Feeling worked for the Cherokee Nation from 1976 to 2020, including in its language translation and technology department. In the 1980s, he added the Cherokee syllabary to a word processor. He also contributed to the addition of the Cherokee syllabary to Unicode, which allows it to be widely available on computers and smartphones.

== Personal life and death ==
Feeling was a Baptist lay minister.

He died August 19, 2020.

==Influence and legacy==
For his contributions to the preservation of the Cherokee language and Cherokee culture, Feeling was named a Cherokee National Treasure by the Cherokee Nation. He was also awarded an honorary doctorate by Ohio State University. Cherokee Nation Principal Chief Chuck Hoskin, Jr. has described Feeling as "a modern-day Sequoyah" (referring to the creator of the Cherokee syllabary) and said that "[e]verything we are doing for language revitalization is because of Durbin.” In 2019, the Cherokee Nation chose Feeling as the first signatory of the Cherokee Language Speakers Roll.

Feeling is the namesake of the Cherokee Nation's language learning center (the Durbin Feeling Language Center) and a 2022 amendment of the Native American Languages Act for promoting the use of indigenous languages in the United States.

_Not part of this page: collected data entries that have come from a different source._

// ABOUTME: Core types for universal protocol system
// ABOUTME: Request, response, and executor types used across the universal protocol

use serde::{Deserialize, Serialize};
use serde_json::Value;
use std::collections::HashMap;

/// Universal request structure
#[derive(Debug, Clone, Serialize, Deserialize)]
pub struct UniversalRequest {
    pub tool_name: String,
    pub parameters: Value,
    pub user_id: String,
    pub protocol: String,
    #[serde(skip_serializing_if = "Option::is_none")]
    pub tenant_id: Option<String>,
}

/// Universal response structure
#[derive(Debug, Clone, Serialize, Deserialize)]
pub struct UniversalResponse {
    pub success: bool,
    pub result: Option<Value>,
    pub error: Option<String>,
    pub metadata: Option<HashMap<String, Value>>,
}

/// Universal tool definition
#[derive(Debug, Clone)]
pub struct UniversalTool {
    pub name: String,
    pub description: String,
    pub handler: fn(
        &UniversalToolExecutor,
        UniversalRequest,
    ) -> Result<UniversalResponse, crate::protocols::ProtocolError>,
}

/// Type alias for backward compatibility - use `UniversalExecutor` directly in new code
pub type UniversalToolExecutor = crate::protocols::universal::executor::UniversalExecutor;
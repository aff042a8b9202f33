// ABOUTME: MCP tool identifier constants to eliminate hardcoded tool names
// ABOUTME: Provides centralized tool name constants organized by functional groups

//! MCP tool identifier constants

/// Core tools for basic data retrieval
pub const GET_ACTIVITIES: &str = "get_activities";
pub const GET_ATHLETE: &str = "get_athlete";
pub const GET_STATS: &str = "get_stats";
pub const GET_ACTIVITY_INTELLIGENCE: &str = "get_activity_intelligence";

/// Connection management tools
pub const CONNECT_TO_PIERRE: &str = "connect_to_pierre";  // Tool ID remains snake_case for internal use
pub const GET_CONNECTION_STATUS: &str = "get_connection_status";
pub const DISCONNECT_PROVIDER: &str = "disconnect_provider";

/// Notification management tools
pub const MARK_NOTIFICATIONS_READ: &str = "mark_notifications_read";
pub const GET_NOTIFICATIONS: &str = "get_notifications";
pub const ANNOUNCE_OAUTH_SUCCESS: &str = "announce_oauth_success";
pub const CHECK_OAUTH_NOTIFICATIONS: &str = "check_oauth_notifications";

/// Analytics and performance analysis tools
pub const ANALYZE_ACTIVITY: &str = "analyze_activity";
pub const CALCULATE_METRICS: &str = "calculate_metrics";
pub const ANALYZE_PERFORMANCE_TRENDS: &str = "analyze_performance_trends";
pub const COMPARE_ACTIVITIES: &str = "compare_activities";
pub const DETECT_PATTERNS: &str = "detect_patterns";

/// Goal management tools
pub const SET_GOAL: &str = "set_goal";
pub const TRACK_PROGRESS: &str = "track_progress";

/// Weather and external data tools
pub const GET_WEATHER: &str = "get_weather";

/// Fitness configuration tools
pub const GET_FITNESS_CONFIG: &str = "get_fitness_config";
pub const SET_FITNESS_CONFIG: &str = "set_fitness_config";
pub const LIST_FITNESS_CONFIGS: &str = "list_fitness_configs";
pub const DELETE_FITNESS_CONFIG: &str = "delete_fitness_config";

/// Advanced analytics tools
pub const PREDICT_PERFORMANCE: &str = "predict_performance";
pub const ANALYZE_GOAL_FEASIBILITY: &str = "analyze_goal_feasibility";
pub const ANALYZE_TRAINING_LOAD: &str = "analyze_training_load";
pub const CALCULATE_FITNESS_SCORE: &str = "calculate_fitness_score";
pub const GENERATE_RECOMMENDATIONS: &str = "generate_recommendations";
pub const SUGGEST_GOALS: &str = "suggest_goals";
// Re-export commonly used items for easier access
pub use errors::*;
pub use oauth::*;
/// Tool-related constants re-export
pub use tools::*;
// Note: protocol and protocols are kept as modules to avoid conflicts

/// OAuth provider constants
pub mod oauth_providers {
    /// Re-export all OAuth constants
    pub use super::oauth::*;
}

// Remaining constants organized by domain

/// API endpoints
pub mod endpoints {
    /// Health check endpoint
    pub const HEALTH_CHECK: &str = "/health";
    /// API base path
    pub const API_BASE: &str = "/api";
}

/// Network ports
pub mod ports {
    /// Default HTTP port
    pub const DEFAULT_HTTP_PORT: u16 = 8081;
    /// Default MCP port
    pub const DEFAULT_MCP_PORT: u16 = 8081;
    /// Default docs port
    pub const DEFAULT_DOCS_PORT: u16 = 8082;
    /// Default OAuth callback port (for bridge focus recovery)
    pub const DEFAULT_OAUTH_CALLBACK_PORT: u16 = 35535;
}

/// API routes
pub mod routes {
    /// Health route
    pub const HEALTH: &str = "/health";
    /// Activities route
    pub const ACTIVITIES: &str = "/activities";
    /// Stats route
    pub const STATS: &str = "/stats";
    /// Connect route
    pub const CONNECT: &str = "/connect";
    /// OAuth callback route
    pub const OAUTH_CALLBACK: &str = "/oauth/callback";
}

/// Default limits
pub mod limits {
    /// Default activities fetch limit
    pub const DEFAULT_ACTIVITIES_LIMIT: usize = 20;
    /// Maximum activities that can be fetched in one request
    pub const MAX_ACTIVITIES_FETCH: usize = 100;
    /// Minutes per hour
    pub const MINUTES_PER_HOUR: u64 = 60;
    /// Seconds per minute
    pub const SECONDS_PER_MINUTE: u64 = 60;
    /// Maximum timeframe days
    pub const MAX_TIMEFRAME_DAYS: u32 = 365;
    /// Activity capacity hint
    pub const ACTIVITY_CAPACITY_HINT: usize = 50;
    /// Meters per kilometer
    pub const METERS_PER_KILOMETER: f64 = 1000.0;
    /// Percentage multiplier
    pub const PERCENTAGE_MULTIPLIER: f64 = 100.0;
    /// Default session hours for JWT tokens
    pub const DEFAULT_SESSION_HOURS: i64 = 24;
    /// User session JWT expiry hours (24 hours for logged-in users)
    pub const USER_SESSION_EXPIRY_HOURS: i64 = 24;
    /// OAuth access token expiry hours (1 hour per RFC 8252 Security Best Practices)
    pub const OAUTH_ACCESS_TOKEN_EXPIRY_HOURS: i64 = 1;
    /// Maximum request size in bytes
    pub const MAX_REQUEST_SIZE: usize = 1_048_576; // 1MB
    /// Maximum response size in bytes
    pub const MAX_RESPONSE_SIZE: usize = 10_485_760; // 10MB
    /// Default backup interval in seconds
    pub const DEFAULT_BACKUP_INTERVAL_SECS: u64 = 86400; // 24 hours
    /// Default backup retention count
    pub const DEFAULT_BACKUP_RETENTION_COUNT: u32 = 7;
    /// Default rate limit requests
    pub const DEFAULT_RATE_LIMIT_REQUESTS: u32 = 100;
    /// Default rate limit window seconds
    pub const DEFAULT_RATE_LIMIT_WINDOW_SECS: u64 = 60;
    /// Default confidence threshold
    pub const DEFAULT_CONFIDENCE_THRESHOLD: f64 = 0.85;
}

The Sam Noble Museum holds the Durbin Feeling Collection, containing his extensive Cherokee-language materials, including letters written in Cherokee to and from members of Feeling’s family.

== Selected works ==

- Feeling, Durbin. Cherokee–English Dictionary. Tahlequah: Cherokee Nation, 1975.
- Feeling, Durbin. A structured approach to learning the basic inflections of the Cherokee verb. Neff Publishing Company, 1994.
- Tuyl, Charles D. Van (1994). "An Outline of Basic Verb Inflections of Oklahoma Cherokee"
- Pulte, William, and Durbin Feeling. "Morphology in Cherokee Lexicography." Making dictionaries: Preserving indigenous languages of the Americas (2002): 60.
- Feeling, Durbin, ed. See-say-write: Method of Teaching the Cherokee Language. Cherokee Nation, Indian Adult Education, 2002.
- Feeling, Durbin, et al. "A handbook of the Cherokee verb: a preliminary study." Tahlequah, Okla.: Cherokee Heritage Center (2003).
- Feeling, Durbin, et al. "Why revisit published data of an endangered language with native speakers? An illustration from Cherokee." Language Documentation & Conservation 4 (2010): 1-21.
- Feeling, Durbin (2015). "Cherokee Hymn Book"
- Herrick, Dylan, Marcellino Berardo, Durbin Feeling, et al. "Collaborative documentation and revitalization of Cherokee tone." Language Documentation & Conservation 9 (2015): 12-31.
- Feeling, Durbin. Cherokee Narratives: A Linguistic Study. University of Oklahoma Press, 2018.